California rates and what to know before investing

The strong California economy and thriving job market has lured millions in recent years to move to the Golden State, while a rising high cost of living has many fleeing. For self-storage, this has resulted in a rise in rates over recent years.

Investors looking for self-storage opportunities in California rely on accurate and detailed data to understand the fluctuations of the market. Knowing and understanding the pricing dynamics and volatility of the market, should be part of every investor’s due diligence, especially in markets where the cost of bad decisions come at a higher price tag.

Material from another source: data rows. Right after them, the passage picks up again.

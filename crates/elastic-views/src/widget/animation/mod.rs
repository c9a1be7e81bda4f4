//! Elastic scale animations.
//!
//! This module provides easing curves, scale tweens and the
//! [`ElasticAnimator`] that drives them on live elements.
//!
//! # Easing Functions
//!
//! Easing functions take a normalized progress value `t` (0.0 to 1.0) and
//! return a transformed value. The default, [`Easing::ElasticOut`], overshoots
//! the target and settles back onto it.
//!
//! # Example
//!
//! ```
//! use elastic_views::widget::animation::{AnimationOutcome, ElasticAnimator};
//! use elastic_views_core::{ElementKind, SharedElementRegistry};
//! use std::time::Duration;
//!
//! let registry = SharedElementRegistry::new();
//! let text = registry.create("example2_textView0", ElementKind::Text);
//! let animator = ElasticAnimator::new(registry.clone());
//!
//! animator
//!     .configure(text, 0.75, 0.75, 500)?
//!     .set_on_finish_listener(|outcome| assert_eq!(outcome, AnimationOutcome::Finished))
//!     .start();
//!
//! for frame in (0..=500).step_by(16).chain([500]) {
//!     animator.on_frame(Duration::from_millis(frame));
//! }
//! assert!(!animator.is_animating(text));
//! # Ok::<(), Box<dyn std::error::Error>>(())
//! ```

mod animator;
mod easing;
mod request;
mod tween;

pub use animator::{AnimationId, ElasticAnimation, ElasticAnimator};
pub use easing::{ease, lerp_eased, Easing};
pub use request::{
    AnimationListener, AnimationOutcome, AnimationRequest, CancelReason, FinishCallback,
};
pub use tween::{Tween, TweenState};
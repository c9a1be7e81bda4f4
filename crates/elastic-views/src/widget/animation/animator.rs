//! The elastic animator.
//!
//! [`ElasticAnimator`] owns every in-flight scale animation. Each element has
//! at most one run at a time: the animator keeps a side table from element to
//! run, and starting a new run on an element cancels the previous one.
//!
//! Runs advance only when the host delivers a frame through
//! [`ElasticAnimator::on_frame`] (or a [`FrameClock`] the animator is attached
//! to). A run's start time is the first frame it observes.
//!
//! Completion callbacks fire exactly once per run, after the animator's
//! internal lock is released, so a callback may start further animations.

use std::collections::HashMap;
use std::sync::Arc;
use std::time::Duration;

use elastic_views_core::logging::targets;
use elastic_views_core::{
    ElasticError, ElementId, FrameCallbackId, FrameClock, Result, Scale, SharedElementRegistry,
    ThreadAffinity,
};
use parking_lot::Mutex;
use slotmap::{new_key_type, SlotMap};

use super::easing::Easing;
use super::request::{
    AnimationListener, AnimationOutcome, AnimationRequest, CancelReason, FinishCallback,
};
use super::tween::{Tween, TweenState};

new_key_type! {
    /// Identifies one animation run.
    pub struct AnimationId;
}

/// An in-flight animation.
struct Run {
    target: ElementId,
    tween: Tween,
    on_finish: Option<FinishCallback>,
    listener: Option<Box<dyn AnimationListener>>,
    /// Runs started for the target's children by the same request.
    followers: Vec<AnimationId>,
}

/// A finished or cancelled run whose callbacks still have to be invoked.
struct Completion {
    id: AnimationId,
    target: ElementId,
    outcome: AnimationOutcome,
    on_finish: Option<FinishCallback>,
    listener: Option<Box<dyn AnimationListener>>,
}

impl Completion {
    fn notify(self) {
        tracing::debug!(target: targets::ANIMATION, id = ?self.id, element = ?self.target, outcome = ?self.outcome, "animation ended");
        if let Some(mut listener) = self.listener {
            match self.outcome {
                AnimationOutcome::Finished => listener.on_end(self.target),
                AnimationOutcome::Cancelled(reason) => listener.on_cancel(self.target, reason),
            }
        }
        if let Some(on_finish) = self.on_finish {
            on_finish(self.outcome);
        }
    }
}

#[derive(Default)]
struct AnimatorState {
    runs: SlotMap<AnimationId, Run>,
    /// Per-element slot: the run currently driving each element.
    slots: HashMap<ElementId, AnimationId>,
}

impl AnimatorState {
    /// Remove a run and release its slot. `None` if it already ended.
    fn end(&mut self, id: AnimationId, outcome: AnimationOutcome) -> Option<Completion> {
        let run = self.runs.remove(id)?;
        if self.slots.get(&run.target) == Some(&id) {
            self.slots.remove(&run.target);
        }
        Some(Completion {
            id,
            target: run.target,
            outcome,
            on_finish: run.on_finish,
            listener: run.listener,
        })
    }

    /// End the run driving `element` because a new request replaces it.
    fn supersede(&mut self, element: ElementId) -> Option<Completion> {
        let previous = self.slots.get(&element).copied()?;
        tracing::debug!(target: targets::ANIMATION, ?previous, element = ?element, "superseding running animation");
        self.end(previous, AnimationOutcome::Cancelled(CancelReason::Superseded))
    }

    /// Stop a run together with the child runs its request started.
    fn stop(&mut self, id: AnimationId) -> Vec<Completion> {
        let followers = match self.runs.get(id) {
            Some(run) => run.followers.clone(),
            None => return Vec::new(),
        };
        let stopped = AnimationOutcome::Cancelled(CancelReason::Stopped);
        let mut completions: Vec<Completion> = self.end(id, stopped).into_iter().collect();
        completions.extend(followers.into_iter().filter_map(|follower| self.end(follower, stopped)));
        completions
    }
}

/// Drives elastic scale animations on elements of a [`SharedElementRegistry`].
///
/// Cloning is cheap; clones share the same runs.
///
/// # Example
///
/// ```
/// use elastic_views::widget::animation::ElasticAnimator;
/// use elastic_views_core::{ElementKind, Scale, SharedElementRegistry};
/// use std::time::Duration;
///
/// let registry = SharedElementRegistry::new();
/// let button = registry.create("button", ElementKind::Button);
/// let animator = ElasticAnimator::new(registry.clone());
///
/// animator
///     .configure(button, 0.85, 0.85, 500)?
///     .set_on_finish_listener(|_outcome| println!("done"))
///     .start();
///
/// animator.on_frame(Duration::from_millis(0));
/// animator.on_frame(Duration::from_millis(500));
/// assert_eq!(registry.scale(button)?, Scale::uniform(0.85));
/// # Ok::<(), Box<dyn std::error::Error>>(())
/// ```
#[derive(Clone)]
pub struct ElasticAnimator {
    registry: SharedElementRegistry,
    state: Arc<Mutex<AnimatorState>>,
    affinity: ThreadAffinity,
}

static_assertions::assert_impl_all!(ElasticAnimator: Send, Sync);
//! Animation requests and completion reporting.

use std::fmt;
use std::time::Duration;

use elastic_views_core::{ElementId, Scale};

use super::easing::Easing;

/// Why a run ended without reaching its target.
#[derive(Debug, Clone, Copy, PartialEq, Eq)]
pub enum CancelReason {
    /// A newer animation was started on the same element.
    Superseded,
    /// The run was stopped explicitly.
    Stopped,
    /// The target element was destroyed.
    TargetRemoved,
}

/// How a run ended. Passed to the finish callback exactly once.
#[derive(Debug, Clone, Copy, PartialEq, Eq)]
pub enum AnimationOutcome {
    /// The target scale was reached and applied.
    Finished,
    /// The run stopped early.
    Cancelled(CancelReason),
}

impl AnimationOutcome {
    /// Returns `true` if the target scale was reached.
    #[inline]
    pub fn is_finished(self) -> bool {
        self == AnimationOutcome::Finished
    }

    /// Returns the cancel reason, if the run was cancelled.
    #[inline]
    pub fn cancel_reason(self) -> Option<CancelReason> {
        match self {
            AnimationOutcome::Finished => None,
            AnimationOutcome::Cancelled(reason) => Some(reason),
        }
    }
}

/// Completion callback for a run.
pub type FinishCallback = Box<dyn FnOnce(AnimationOutcome) + Send + 'static>;

/// Lifecycle hooks for a run, in addition to the finish callback.
///
/// All methods default to no-ops.
pub trait AnimationListener: Send {
    /// Called when the run is submitted.
    fn on_start(&mut self, _target: ElementId) {}

    /// Called when the run reaches its target.
    fn on_end(&mut self, _target: ElementId) {}

    /// Called when the run is cancelled.
    fn on_cancel(&mut self, _target: ElementId, _reason: CancelReason) {}
}

/// Everything needed to run one elastic scale animation.
///
/// Built through [`ElasticAnimation`](super::ElasticAnimation); immutable once
/// submitted.
pub struct AnimationRequest {
    pub(crate) target: ElementId,
    pub(crate) scale: Scale,
    pub(crate) duration: Duration,
    pub(crate) easing: Easing,
    pub(crate) include_children: bool,
    pub(crate) on_finish: Option<FinishCallback>,
    pub(crate) listener: Option<Box<dyn AnimationListener>>,
}

impl AnimationRequest {
    /// Scale used when none is configured.
    pub const DEFAULT_SCALE: f32 = 0.7;
    /// Duration used when none is configured.
    pub const DEFAULT_DURATION_MS: i64 = 400;

    pub(crate) fn new(target: ElementId, scale: Scale, duration: Duration) -> Self {
        Self {
            target,
            scale,
            duration,
            easing: Easing::default(),
            include_children: true,
            on_finish: None,
            listener: None,
        }
    }

    /// A callback-free copy of this request aimed at another element.
    pub(crate) fn for_child(&self, child: ElementId) -> Self {
        Self {
            target: child,
            scale: self.scale,
            duration: self.duration,
            easing: self.easing,
            include_children: false,
            on_finish: None,
            listener: None,
        }
    }

    /// The element being animated.
    #[inline]
    pub fn target(&self) -> ElementId {
        self.target
    }

    /// The target scale.
    #[inline]
    pub fn scale(&self) -> Scale {
        self.scale
    }

    /// The animation duration.
    #[inline]
    pub fn duration(&self) -> Duration {
        self.duration
    }

    /// The easing curve.
    #[inline]
    pub fn easing(&self) -> Easing {
        self.easing
    }

    /// Whether direct children of the target animate alongside it.
    #[inline]
    pub fn include_children(&self) -> bool {
        self.include_children
    }

    /// Whether a finish callback is registered.
    #[inline]
    pub fn has_finish_callback(&self) -> bool {
        self.on_finish.is_some()
    }
}

impl fmt::Debug for AnimationRequest {
    fn fmt(&self, f: &mut fmt::Formatter<'_>) -> fmt::Result {
        f.debug_struct("AnimationRequest")
            .field("target", &self.target)
            .field("scale", &self.scale)
            .field("duration", &self.duration)
            .field("easing", &self.easing)
            .field("include_children", &self.include_children)
            .field("on_finish", &self.on_finish.is_some())
            .field("listener", &self.listener.is_some())
            .finish()
    }
}
//! Elastic Views Showcase
//!
//! Headless replay of the showcase screen:
//! - `example2_view3` animates to 0.85 over 500 ms and logs when it finishes
//! - `example2_textView0` animates to 0.75 over 500 ms
//! - `example2_imv` and `example2_fab` play an elastic press and post a notification
//!
//! Run with: cargo run -p elastic-views --example showcase [-- config.toml]

use std::error::Error;
use std::sync::Arc;
use std::time::Duration;

use elastic_views::config::ElasticConfig;
use elastic_views::prelude::*;
use elastic_views::{ElementTreeDebug, TreeFormatOptions, TreeStyle};
use parking_lot::Mutex;

const FRAME: Duration = Duration::from_millis(16);

/// What the replay left behind.
struct Replay {
    /// Final element tree, one element per line.
    tree: String,
    /// Notifications posted by the image view and the floating action button.
    notifications: Vec<&'static str>,
}

/// Click every element on the screen in turn, letting each animation settle.
fn replay(config: &ElasticConfig) -> Result<Replay, Box<dyn Error>> {
    let registry = SharedElementRegistry::new();
    let animator = ElasticAnimator::new(registry.clone());
    let mut clock = FrameClock::new();
    animator.attach_to(&mut clock);

    let screen = registry.create("example2_screen", ElementKind::Group);
    let view3 = registry.create_child(screen, "example2_view3", ElementKind::Button)?;
    let text = registry.create_child(screen, "example2_textView0", ElementKind::Text)?;
    let image = registry.create_child(screen, "example2_imv", ElementKind::Image)?;
    let fab = registry.create_child(screen, "example2_fab", ElementKind::FloatingActionButton)?;

    let mut dispatcher = ClickDispatcher::new();

    let anim = animator.clone();
    dispatcher.register(view3, move |id| {
        let started = anim.configure(id, 0.85, 0.85, 500).map(|animation| {
            animation
                .set_on_finish_listener(|outcome| {
                    tracing::info!(target: "showcase", ?outcome, "view3 animation finished");
                })
                .start()
        });
        if let Err(err) = started {
            tracing::error!(target: "showcase", %err, "could not animate view3");
        }
    });

    let anim = animator.clone();
    dispatcher.register(text, move |id| {
        if let Err(err) = anim.configure(id, 0.75, 0.75, 500).map(|animation| animation.start()) {
            tracing::error!(target: "showcase", %err, "could not animate textView0");
        }
    });

    // The host presents notifications; here they are logged and collected.
    let notifications = Arc::new(Mutex::new(Vec::new()));
    for (id, message) in [(image, "imv clicked"), (fab, "fab clicked")] {
        let mut view = ElasticView::with_config(&animator, id, config);
        let posted = notifications.clone();
        view.set_on_click_listener(move |_| {
            tracing::info!(target: "showcase", text = message, "notification");
            posted.lock().push(message);
        });
        dispatcher.register(id, move |_| {
            if let Err(err) = view.click() {
                tracing::error!(target: "showcase", %err, "click failed");
            }
        });
    }

    for id in [view3, text, image, fab] {
        dispatcher.dispatch(id);
        while animator.active_count() > 0 {
            clock.advance_by(FRAME);
        }
    }

    let options = TreeFormatOptions {
        style: TreeStyle::Ascii,
        ..TreeFormatOptions::default()
    };
    let tree = registry.with_read(|registry| {
        ElementTreeDebug::with_options(options).format_subtree(registry, screen)
    })?;
    let notifications = notifications.lock().clone();

    Ok(Replay { tree, notifications })
}

#[cfg_attr(test, allow(dead_code))]
fn main() -> Result<(), Box<dyn Error>> {
    // Initialize logging
    tracing_subscriber::fmt()
        .with_env_filter(
            tracing_subscriber::EnvFilter::try_from_default_env()
                .unwrap_or_else(|_| tracing_subscriber::EnvFilter::new("info")),
        )
        .init();

    let config = match std::env::args().nth(1) {
        Some(path) => ElasticConfig::load(path)?,
        None => ElasticConfig::default(),
    };

    let replay = replay(&config)?;
    println!("{}", replay.tree);
    Ok(())
}
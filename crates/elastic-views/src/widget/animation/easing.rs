//! Easing functions for elastic animations.
//!
//! Easing functions map a linear progress value (0.0 to 1.0) to a transformed
//! value. The elastic family overshoots past 1.0 before settling, which is
//! what gives elastic views their spring-like feel.

use std::f32::consts::PI;

use serde::{Deserialize, Serialize};

/// Available easing functions.
#[derive(Debug, Clone, Copy, PartialEq, Eq, Default, Serialize, Deserialize)]
#[serde(rename_all = "snake_case")]
pub enum Easing {
    /// Linear interpolation (no easing).
    Linear,
    /// Quadratic ease-in (starts slow, accelerates).
    EaseIn,
    /// Quadratic ease-out (starts fast, decelerates).
    EaseOut,
    /// Quadratic ease-in-out (smooth start and end).
    EaseInOut,
    /// Cubic ease-out.
    EaseOutCubic,
    /// Sinusoidal ease-in-out.
    EaseInOutSine,
    /// Elastic ease-in: winds up below 0.0 before launching toward the end.
    ElasticIn,
    /// Elastic ease-out: overshoots past 1.0, then settles.
    #[default]
    ElasticOut,
    /// Elastic ease-in-out: winds up, then overshoots and settles.
    ElasticInOut,
}

impl Easing {
    /// Returns `true` for curves that leave the `[0.0, 1.0]` range mid-flight.
    pub fn overshoots(self) -> bool {
        matches!(
            self,
            Easing::ElasticIn | Easing::ElasticOut | Easing::ElasticInOut
        )
    }
}

/// Apply an easing function to a progress value.
///
/// `t` is clamped to `[0.0, 1.0]`. Every curve maps 0.0 to 0.0 and 1.0 to 1.0
/// exactly.
///
/// # Example
///
/// ```
/// use elastic_views::widget::animation::{ease, Easing};
///
/// assert_eq!(ease(Easing::Linear, 0.5), 0.5);
/// assert_eq!(ease(Easing::ElasticOut, 1.0), 1.0);
///
/// // Elastic-out overshoots early in the animation
/// assert!(ease(Easing::ElasticOut, 0.1) > 1.0);
/// ```
#[inline]
pub fn ease(easing: Easing, t: f32) -> f32 {
    let t = t.clamp(0.0, 1.0);

    match easing {
        Easing::Linear => t,
        Easing::EaseIn => t * t,
        Easing::EaseOut => 1.0 - (1.0 - t) * (1.0 - t),
        Easing::EaseInOut => ease_in_out_quad(t),
        Easing::EaseOutCubic => 1.0 - (1.0 - t).powi(3),
        Easing::EaseInOutSine => -((PI * t).cos() - 1.0) / 2.0,
        Easing::ElasticIn => ease_in_elastic(t),
        Easing::ElasticOut => ease_out_elastic(t),
        Easing::ElasticInOut => ease_in_out_elastic(t),
    }
}

/// Interpolate between two values using an easing function.
#[inline]
pub fn lerp_eased(easing: Easing, start: f32, end: f32, t: f32) -> f32 {
    start + (end - start) * ease(easing, t)
}

#[inline]
fn ease_in_out_quad(t: f32) -> f32 {
    if t < 0.5 {
        2.0 * t * t
    } else {
        1.0 - (-2.0 * t + 2.0).powi(2) / 2.0
    }
}

// =============================================================================
// Elastic Easing
// =============================================================================

/// Angular frequency of the in/out curves: one oscillation per 0.3 of progress.
const ELASTIC_PERIOD: f32 = (2.0 * PI) / 3.0;
/// Angular frequency of the in-out curve.
const ELASTIC_PERIOD_IN_OUT: f32 = (2.0 * PI) / 4.5;

#[inline]
fn ease_in_elastic(t: f32) -> f32 {
    if t == 0.0 || t == 1.0 {
        return t;
    }
    -(2f32.powf(10.0 * t - 10.0)) * ((t * 10.0 - 10.75) * ELASTIC_PERIOD).sin()
}

#[inline]
fn ease_out_elastic(t: f32) -> f32 {
    if t == 0.0 || t == 1.0 {
        return t;
    }
    2f32.powf(-10.0 * t) * ((t * 10.0 - 0.75) * ELASTIC_PERIOD).sin() + 1.0
}

#[inline]
fn ease_in_out_elastic(t: f32) -> f32 {
    if t == 0.0 || t == 1.0 {
        return t;
    }
    let wave = ((20.0 * t - 11.125) * ELASTIC_PERIOD_IN_OUT).sin();
    if t < 0.5 {
        -(2f32.powf(20.0 * t - 10.0) * wave) / 2.0
    } else {
        (2f32.powf(-20.0 * t + 10.0) * wave) / 2.0 + 1.0
    }
}
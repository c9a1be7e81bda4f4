//! Frame clock for Elastic Views.
//!
//! The host UI drives the clock once per display frame. Everything that wants
//! per-frame work (the elastic animator in particular) registers a callback
//! and receives the frame timestamp, measured from the clock's origin.
//!
//! Frame time is monotonic: a timestamp earlier than the previous frame is
//! clamped to the previous frame time.

use std::fmt;
use std::time::{Duration, Instant};

use slotmap::{new_key_type, SlotMap};

use crate::logging::targets;

new_key_type! {
    /// A unique identifier for a registered frame callback.
    pub struct FrameCallbackId;
}

/// Frame clock errors.
#[derive(Debug, Clone, PartialEq, Eq, thiserror::Error)]
pub enum FrameClockError {
    /// The callback ID is invalid or has already been removed.
    #[error("Invalid or unregistered frame callback ID")]
    InvalidCallbackId,
}

type FrameCallback = Box<dyn FnMut(Duration) + Send>;

/// Drives per-frame callbacks with a monotonic frame time.
pub struct FrameClock {
    /// Wall-clock origin used by [`FrameClock::tick`].
    origin: Instant,
    /// Timestamp of the most recent frame.
    frame_time: Duration,
    /// Number of frames delivered so far.
    frame_count: u64,
    callbacks: SlotMap<FrameCallbackId, FrameCallback>,
}

impl FrameClock {
    /// Create a new frame clock whose origin is now.
    pub fn new() -> Self {
        Self {
            origin: Instant::now(),
            frame_time: Duration::ZERO,
            frame_count: 0,
            callbacks: SlotMap::with_key(),
        }
    }

    /// Register a callback invoked on every frame with the frame time.
    pub fn register<F>(&mut self, callback: F) -> FrameCallbackId
    where
        F: FnMut(Duration) + Send + 'static,
    {
        let id = self.callbacks.insert(Box::new(callback));
        tracing::trace!(target: targets::FRAME_CLOCK, ?id, "registered frame callback");
        id
    }

    /// Remove a callback.
    pub fn unregister(&mut self, id: FrameCallbackId) -> Result<(), FrameClockError> {
        self.callbacks
            .remove(id)
            .map(|_| ())
            .ok_or(FrameClockError::InvalidCallbackId)
    }

    /// Check whether a callback is registered.
    pub fn is_registered(&self, id: FrameCallbackId) -> bool {
        self.callbacks.contains_key(id)
    }

    /// Number of registered callbacks.
    pub fn callback_count(&self) -> usize {
        self.callbacks.len()
    }

    /// Deliver a frame at an explicit timestamp.
    ///
    /// Returns the frame time actually delivered after clamping.
    pub fn advance_to(&mut self, frame_time: Duration) -> Duration {
        if frame_time < self.frame_time {
            tracing::warn!(
                target: targets::FRAME_CLOCK,
                requested = ?frame_time,
                current = ?self.frame_time,
                "frame time moved backwards, clamping"
            );
        } else {
            self.frame_time = frame_time;
        }
        self.frame_count += 1;

        let frame_time = self.frame_time;
        tracing::trace!(target: targets::FRAME_CLOCK, frame = self.frame_count, ?frame_time, "frame");
        for callback in self.callbacks.values_mut() {
            callback(frame_time);
        }
        frame_time
    }

    /// Advance the clock by `delta` from the previous frame.
    pub fn advance_by(&mut self, delta: Duration) -> Duration {
        self.advance_to(self.frame_time + delta)
    }

    /// Deliver a frame stamped with the wall-clock time elapsed since the origin.
    pub fn tick(&mut self) -> Duration {
        self.advance_to(self.origin.elapsed())
    }

    /// Timestamp of the most recent frame.
    #[inline]
    pub fn frame_time(&self) -> Duration {
        self.frame_time
    }

    /// Number of frames delivered so far.
    #[inline]
    pub fn frame_count(&self) -> u64 {
        self.frame_count
    }
}

impl Default for FrameClock {
    fn default() -> Self {
        Self::new()
    }
}

impl fmt::Debug for FrameClock {
    fn fmt(&self, f: &mut fmt::Formatter<'_>) -> fmt::Result {
        f.debug_struct("FrameClock")
            .field("frame_time", &self.frame_time)
            .field("frame_count", &self.frame_count)
            .field("callbacks", &self.callbacks.len())
            .finish()
    }
}

#[cfg(test)]
mod tests {
    use super::*;
    use parking_lot::Mutex;
    use std::sync::Arc;

    #[test]
    fn test_callbacks_receive_frame_time() {
        let mut clock = FrameClock::new();
        let seen = Arc::new(Mutex::new(Vec::new()));
        let seen_clone = seen.clone();
        clock.register(move |t| seen_clone.lock().push(t));

        clock.advance_to(Duration::from_millis(16));
        clock.advance_by(Duration::from_millis(16));

        assert_eq!(
            *seen.lock(),
            vec![Duration::from_millis(16), Duration::from_millis(32)]
        );
        assert_eq!(clock.frame_count(), 2);
    }

    #[test]
    fn test_frame_time_never_moves_backwards() {
        let mut clock = FrameClock::new();
        clock.advance_to(Duration::from_millis(100));
        let delivered = clock.advance_to(Duration::from_millis(50));
        assert_eq!(delivered, Duration::from_millis(100));
        assert_eq!(clock.frame_time(), Duration::from_millis(100));
    }

    #[test]
    fn test_unregister() {
        let mut clock = FrameClock::new();
        let id = clock.register(|_| {});
        assert!(clock.is_registered(id));
        assert_eq!(clock.unregister(id), Ok(()));
        assert!(!clock.is_registered(id));
        assert_eq!(clock.unregister(id), Err(FrameClockError::InvalidCallbackId));
    }

    #[test]
    fn test_tick_uses_elapsed_time() {
        let mut clock = FrameClock::new();
        let first = clock.tick();
        let second = clock.tick();
        assert!(second >= first);
    }
}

Here, we look at the year-on-year trends over the last four years in the top ten California MSAs. The data shows a steady increase in average rates across all MSAs and unit types (with a minor exception for smaller units, 5×5 non-climate controlled, in the San Jose, San Diego and Bakersfield MSAs). The Riverside, Sacramento, Oxnard and Stoctock MSAs have all seen a rate increase of 20 percent or more across all units since 2015, while 7 of the top 10 MSAs have seen an increase in rates of 5 percent or higher in at least one unit type in the last year.

As these regions continue to grow economically and in population, the demand for self-storage continues to surge. Those looking to invest in these markets, or any market, should do so with full knowledge of the market’s competitors, pricing volatility, current and historical trends, demographics and any other data which will provide a full picture of the market.